Exercise instructions =
Type out each entry exactly.

= = = = = = =

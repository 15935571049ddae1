//! Create post table migration.

use sea_orm_migration::prelude::*;

#[derive(DeriveMigrationName)]
pub struct Migration;

#[async_trait::async_trait]
impl MigrationTrait for Migration {
    async fn up(&self, manager: &SchemaManager) -> Result<(), DbErr> {
        manager
            .create_table(
                Table::create()
                    .table(Post::Table)
                    .if_not_exists()
                    .col(
                        ColumnDef::new(Post::Id)
                            .string_len(32)
                            .not_null()
                            .primary_key(),
                    )
                    .col(ColumnDef::new(Post::UserId).string_len(32).not_null())
                    .col(ColumnDef::new(Post::Content).text().not_null())
                    .col(ColumnDef::new(Post::DurationMinutes).integer())
                    .col(ColumnDef::new(Post::Calories).integer())
                    .col(
                        ColumnDef::new(Post::LikeCount)
                            .integer()
                            .not_null()
                            .default(0),
                    )
                    .col(
                        ColumnDef::new(Post::CommentCount)
                            .integer()
                            .not_null()
                            .default(0),
                    )
                    .col(
                        ColumnDef::new(Post::CreatedAt)
                            .timestamp_with_time_zone()
                            .not_null()
                            .default(Expr::current_timestamp()),
                    )
                    .foreign_key(
                        ForeignKey::create()
                            .name("fk_post_user")
                            .from(Post::Table, Post::UserId)
                            .to(User::Table, User::Id)
                            .on_delete(ForeignKeyAction::Cascade),
                    )
                    .to_owned(),
            )
            .await?;

        // Index: user_id (for listing a user's posts)
        manager
            .create_index(
                Index::create()
                    .name("idx_post_user_id")
                    .table(Post::Table)
                    .col(Post::UserId)
                    .to_owned(),
            )
            .await?;

        Ok(())
    }

    async fn down(&self, manager: &SchemaManager) -> Result<(), DbErr> {
        manager
            .drop_table(Table::drop().table(Post::Table).to_owned())
            .await
    }
}

#[derive(Iden)]
enum Post {
    Table,
    Id,
    UserId,
    Content,
    DurationMinutes,
    Calories,
    LikeCount,
    CommentCount,
    CreatedAt,
}

#[derive(Iden)]
enum User {
    Table,
    Id,
}
//! Workout post entity.

use sea_orm::entity::prelude::*;
use serde::{Deserialize, Serialize};

#[derive(Clone, Debug, PartialEq, Eq, DeriveEntityModel, Serialize, Deserialize)]
#[sea_orm(table_name = "post")]
pub struct Model {
    #[sea_orm(primary_key, auto_increment = false)]
    pub id: String,

    pub user_id: String,

    /// Post text
    #[sea_orm(column_type = "Text")]
    pub content: String,

    /// Workout duration in minutes
    #[sea_orm(nullable)]
    pub duration_minutes: Option<i32>,

    /// Calories burned
    #[sea_orm(nullable)]
    pub calories: Option<i32>,

    /// Likes count (denormalized)
    #[sea_orm(default_value = 0)]
    pub like_count: i32,

    /// Comments count (denormalized)
    #[sea_orm(default_value = 0)]
    pub comment_count: i32,

    pub created_at: DateTimeWithTimeZone,
}

#[derive(Copy, Clone, Debug, EnumIter, DeriveRelation)]
pub enum Relation {
    #[sea_orm(
        belongs_to = "super::user::Entity",
        from = "Column::UserId",
        to = "super::user::Column::Id",
        on_delete = "Cascade"
    )]
    User,

    #[sea_orm(has_many = "super::comment::Entity")]
    Comments,

    #[sea_orm(has_many = "super::post_like::Entity")]
    Likes,
}

impl Related<super::user::Entity> for Entity {
    fn to() -> RelationDef {
        Relation::User.def()
    }
}

impl ActiveModelBehavior for ActiveModel {}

= = = = = = =

Your response =
repository 15935571049ddae1
//! Create post table migration.

use sea_orm_migration::prelude::*;

#[derive(DeriveMigrationName)]
pub struct Migration;

#[async_trait::async_trait]
impl MigrationTrait for Migration {
    async fn up(&self, manager: &SchemaManager) -> Result<(), DbErr> {
        manager
            .create_table(
                Table::create()
                    .table(Post::Table)
                    .if_not_exists()
                    .col(
                        ColumnDef::new(Post::Id)
                            .string_len(32)
                            .not_null()
                            .primary_key(),
                    )
                    .col(ColumnDef::new(Post::UserId).string_len(32).not_null())
                    .col(ColumnDef::new(Post::Content).text().not_null())
                    .col(ColumnDef::new(Post::DurationMinutes).integer())
                    .col(ColumnDef::new(Post::Calories).integer())
                    .col(
                        ColumnDef::new(Post::LikeCount)
                            .integer()
                            .not_null()
                            .default(0),
                    )
                    .col(
                        ColumnDef::new(Post::CommentCount)
                            .integer()
                            .not_null()
                            .default(0),
                    )
                    .col(
                        ColumnDef::new(Post::CreatedAt)
                            .timestamp_with_time_zone()
                            .not_null()
                            .default(Expr::current_timestamp()),
                    )
                    .foreign_key(
                        ForeignKey::create()
                            .name("fk_post_user")
                            .from(Post::Table, Post::UserId)
                            .to(User::Table, User::Id)
                            .on_delete(ForeignKeyAction::Cascade),
                    )
                    .to_owned(),
            )
            .await?;

        // Index: user_id (for listing a user's posts)
        manager
            .create_index(
                Index::create()
                    .name("idx_post_user_id")
                    .table(Post::Table)
                    .col(Post::UserId)
                    .to_owned(),
            )
            .await?;

        Ok(())
    }

    async fn down(&self, manager: &SchemaManager) -> Result<(), DbErr> {
        manager
            .drop_table(Table::drop().table(Post::Table).to_owned())
            .await
    }
}

#[derive(Iden)]
enum Post {
    Table,
    Id,
    UserId,
    Content,
    DurationMinutes,
    Calories,
    LikeCount,
    CommentCount,
    CreatedAt,
}

#[derive(Iden)]
enum User {
    Table,
    Id,
}
//! Workout post entity.

use sea_orm::entity::prelude::*;
use serde::{Deserialize, Serialize};

#[derive(Clone, Debug, PartialEq, Eq, DeriveEntityModel, Serialize, Deserialize)]
#[sea_orm(table_name = "post")]
pub struct Model {
    #[sea_orm(primary_key, auto_increment = false)]
    pub id: String,

    pub user_id: String,

    /// Post text
    #[sea_orm(column_type = "Text")]
    pub content: String,

    /// Workout duration in minutes
    #[sea_orm(nullable)]
    pub duration_minutes: Option<i32>,

    /// Calories burned
    #[sea_orm(nullable)]
    pub calories: Option<i32>,

    /// Likes count (denormalized)
    #[sea_orm(default_value = 0)]
    pub like_count: i32,

    /// Comments count (denormalized)
    #[sea_orm(default_value = 0)]
    pub comment_count: i32,

    pub created_at: DateTimeWithTimeZone,
}

#[derive(Copy, Clone, Debug, EnumIter, DeriveRelation)]
pub enum Relation {
    #[sea_orm(
        belongs_to = "super::user::Entity",
        from = "Column::UserId",
        to = "super::user::Column::Id",
        on_delete = "Cascade"
    )]
    User,

    #[sea_orm(has_many = "super::comment::Entity")]
    Comments,

    #[sea_orm(has_many = "super::post_like::Entity")]
    Likes,
}

impl Related<super::user::Entity> for Entity {
    fn to() -> RelationDef {
        Relation::User.def()
    }
}

impl ActiveModelBehavior for ActiveModel {}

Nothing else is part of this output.